We the People of the United States, in Order to form a more perfect Union, establish Justice, insure domestic Tranquility, provide for the common defence, promote the general Welfare, and secure the Blessings of Liberty to ourselves and our Posterity, do ordain and establish this Constitution for the United States of America.

Obviously, none of these lofty goals are served by the illiteracy of the people.  With his ruling, judge Stephen Murphy III appears to be so deep into the secluded realm of American jurisprudence that he cannot see the forest for the trees.

If America wasn’t so culturally and politically divided as it is today, then this narrow view of justice might be beneficial to society because it acts as an impediment to change.  Unfortunately, America today is so polarized and dysfunctional.  In times of crisis, it is the duty of the nation’s institutions to provide principled leadership.  If it isn’t coming from the White House, Congress, or from the U.S. judicial system, then where will it come from?  And, what will happen if it doesn’t?

10 thoughts on “Iustitia Interruptus: The failure of America’s judicial system

  1. As I began reading your post, a thought occurred to me … which you shared shortly thereafter …

    Human beings are inherently subjective creatures, and their ability to be objectively unbiased varies greatly from individual to individual and from situation to situation.

    While we hope for impartiality related to decision-making and actions within our judicial system, the truth is clearly outlined in the above statement.

    Liked by 3 people

  2. Well Robert, as Pink was correctly admonishing me to come read this, this is a great post Sir!

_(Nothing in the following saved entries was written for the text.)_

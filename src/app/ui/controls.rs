use std::collections::BTreeSet;

use eframe::egui::{self, RichText, Ui};

use depscope::impact::ImpactMode;
use depscope::model::{EdgeKind, NodeKind};
use depscope::projection::ViewMode;
use depscope::render::PaletteKind;

use super::super::ViewModel;

const MAX_IMPACT_DEPTH: usize = 10;

/// Checkbox over a "keep these" set where an empty set means "keep all".
fn toggle_in_keep_set<T: Ord + Clone>(set: &mut BTreeSet<T>, all: &[T], item: &T, keep: bool) {
    if set.is_empty() {
        set.extend(all.iter().cloned());
    }
    if keep {
        set.insert(item.clone());
    } else {
        set.remove(item);
    }
    if all.iter().all(|entry| set.contains(entry)) {
        set.clear();
    }
}

impl ViewModel {
    pub(in crate::app) fn draw_controls(&mut self, ui: &mut Ui) {
        ui.heading("Graph Controls");
        ui.separator();
        ui.add_space(4.0);

        egui::ScrollArea::vertical()
            .id_salt("controls_scroll")
            .auto_shrink([false, false])
            .show(ui, |ui| {
                let mut changed = false;

                changed |= self.draw_projection_controls(ui);
                ui.separator();
                changed |= self.draw_filter_controls(ui);
                ui.separator();
                changed |= self.draw_visible_controls(ui);
                ui.separator();
                self.draw_view_controls(ui);

                if changed {
                    self.graph_dirty = true;
                }
            });
    }

    fn draw_projection_controls(&mut self, ui: &mut Ui) -> bool {
        let mut changed = false;

        ui.label(RichText::new("Projection").strong());
        ui.horizontal(|ui| {
            for mode in [ViewMode::File, ViewMode::Symbol] {
                changed |= ui
                    .selectable_value(&mut self.projection.view_mode, mode, mode.label())
                    .changed();
            }
        });

        changed |= ui
            .checkbox(&mut self.projection.include_external, "Include external modules")
            .on_hover_text("Keep third-party modules and the edges into them.")
            .changed();
        changed |= ui
            .checkbox(&mut self.projection.include_isolated, "Include isolated nodes")
            .on_hover_text("Keep nodes that have no remaining edges.")
            .changed();

        changed
    }

    fn draw_filter_controls(&mut self, ui: &mut Ui) -> bool {
        let mut changed = false;

        ui.label(RichText::new("Filters").strong());
        ui.label("Search");
        changed |= ui
            .text_edit_singleline(&mut self.filters.search)
            .on_hover_text("Fuzzy match on label, id and file path.")
            .changed();

        ui.label("File path pattern");
        changed |= ui
            .text_edit_singleline(&mut self.filters.path_pattern)
            .on_hover_text("Substring, or a whole-path pattern using * and ?.")
            .changed();

        ui.collapsing("Node types", |ui| {
            for kind in NodeKind::FILTERABLE {
                let mut keep = self.filters.keeps_kind(kind);
                if ui.checkbox(&mut keep, kind.label()).changed() {
                    self.filters.set_kind_kept(kind, keep);
                    changed = true;
                }
            }
        });

        ui.collapsing("Edge types", |ui| {
            if self.relations.is_empty() {
                ui.label("No edges in the current projection.");
                return;
            }

            let all = self.relations.iter().cloned().collect::<Vec<_>>();
            for relation in &all {
                let mut keep =
                    self.filters.relations.is_empty() || self.filters.relations.contains(relation);
                let text = format!("{} ({})", relation, EdgeKind::from_relation(relation).label());
                if ui.checkbox(&mut keep, text).changed() {
                    toggle_in_keep_set(&mut self.filters.relations, &all, relation, keep);
                    changed = true;
                }
            }
        });

        changed
    }

    fn draw_visible_controls(&mut self, ui: &mut Ui) -> bool {
        let mut changed = false;

        ui.label(RichText::new("Visible nodes").strong());
        ui.label(format!(
            "Showing {} of {} matching nodes",
            self.summary.visible_nodes, self.summary.matched_nodes
        ));

        ui.horizontal(|ui| {
            let more = ui.add_enabled(
                self.summary.hidden_nodes > 0,
                egui::Button::new(format!("Show more (+{})", self.visible_step)),
            );
            if more.clicked() {
                self.filters.show_more(self.visible_step);
                changed = true;
            }
            if ui.button("Show all").clicked() && self.summary.hidden_nodes > 0 {
                self.filters.visible_limit = self.summary.matched_nodes;
                changed = true;
            }
        });

        changed
    }

    fn draw_view_controls(&mut self, ui: &mut Ui) {
        ui.label(RichText::new("View").strong());

        let previous_palette = self.palette_kind;
        egui::ComboBox::from_label("Palette")
            .selected_text(self.palette_kind.label())
            .show_ui(ui, |ui| {
                for kind in PaletteKind::ALL {
                    ui.selectable_value(&mut self.palette_kind, kind, kind.label());
                }
            });
        if self.palette_kind != previous_palette {
            self.canvas.set_palette(self.palette_kind.palette());
        }

        egui::ComboBox::from_label("Impact")
            .selected_text(self.impact_mode.label())
            .show_ui(ui, |ui| {
                for mode in ImpactMode::ALL {
                    ui.selectable_value(&mut self.impact_mode, mode, mode.label());
                }
            })
            .response
            .on_hover_text("Highlight what the selected node reaches, or what reaches it.");
        ui.add_enabled(
            self.impact_mode != ImpactMode::Off,
            egui::Slider::new(&mut self.impact_depth, 1..=MAX_IMPACT_DEPTH).text("Impact depth"),
        );

        ui.horizontal(|ui| {
            if ui.button("Reset camera").on_hover_text("Shortcut: R").clicked() {
                self.canvas.reset_camera();
            }
            ui.label(format!("zoom {:.0}%", self.canvas.view_state().camera.scale * 100.0));
        });

        ui.add_space(6.0);
        ui.label(RichText::new("Legend").strong());
        let palette = self.palette_kind.palette();
        for (kind, colors) in palette.legend() {
            ui.horizontal(|ui| {
                ui.label(RichText::new("●").color(colors.fill));
                ui.label(kind.label());
            });
        }
        ui.horizontal(|ui| {
            ui.label(RichText::new("●").color(palette.default_node.fill));
            ui.label("other");
        });
    }
}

    Therefore, the idea of judicial impartiality as a practical matter is so amorphous as to be nonexistent. And, this is quite understandable. Human beings are inherently subjective creatures, and their ability to be objectively unbiased varies greatly from individual to individual and from situation to situation. Essentially, the expectation of impartiality sets a standard of performance beyond the limits of current human evolution. In other words, men cannot be godlike and should never be so deified.

    Indeed Robert! Excellent summation. Hence, the need for the best possible objective “hedging” equations against individual subjectivisms: balanced diversity; the more the better. A lop-sided panel of peers or a supreme court CANNOT POSSIBLY serve objectively the people and their principles. Perhaps it is time to make our (antiquated?) Supreme Court justices 11 or 13 instead of 9.

    Seriously Robert, what other possible solutions are there to hedge against individual bias and subjectivity… on or in whatever domain!?

    Again, fabulous post!

    Liked by 2 people

    • Thank you very much, Professor. As I wrote this essay, I considered possible solutions and asking readers to offer their own. But, I decided against it because the problem is so deeply ingrained in our human nature (which Pink addressed in his SDT post). Instead, I decided to simply reveal the inherent problem of judicial impartiality as a basis for justice. If we first identify the problem, then perhaps people more capable than I can offer solutions.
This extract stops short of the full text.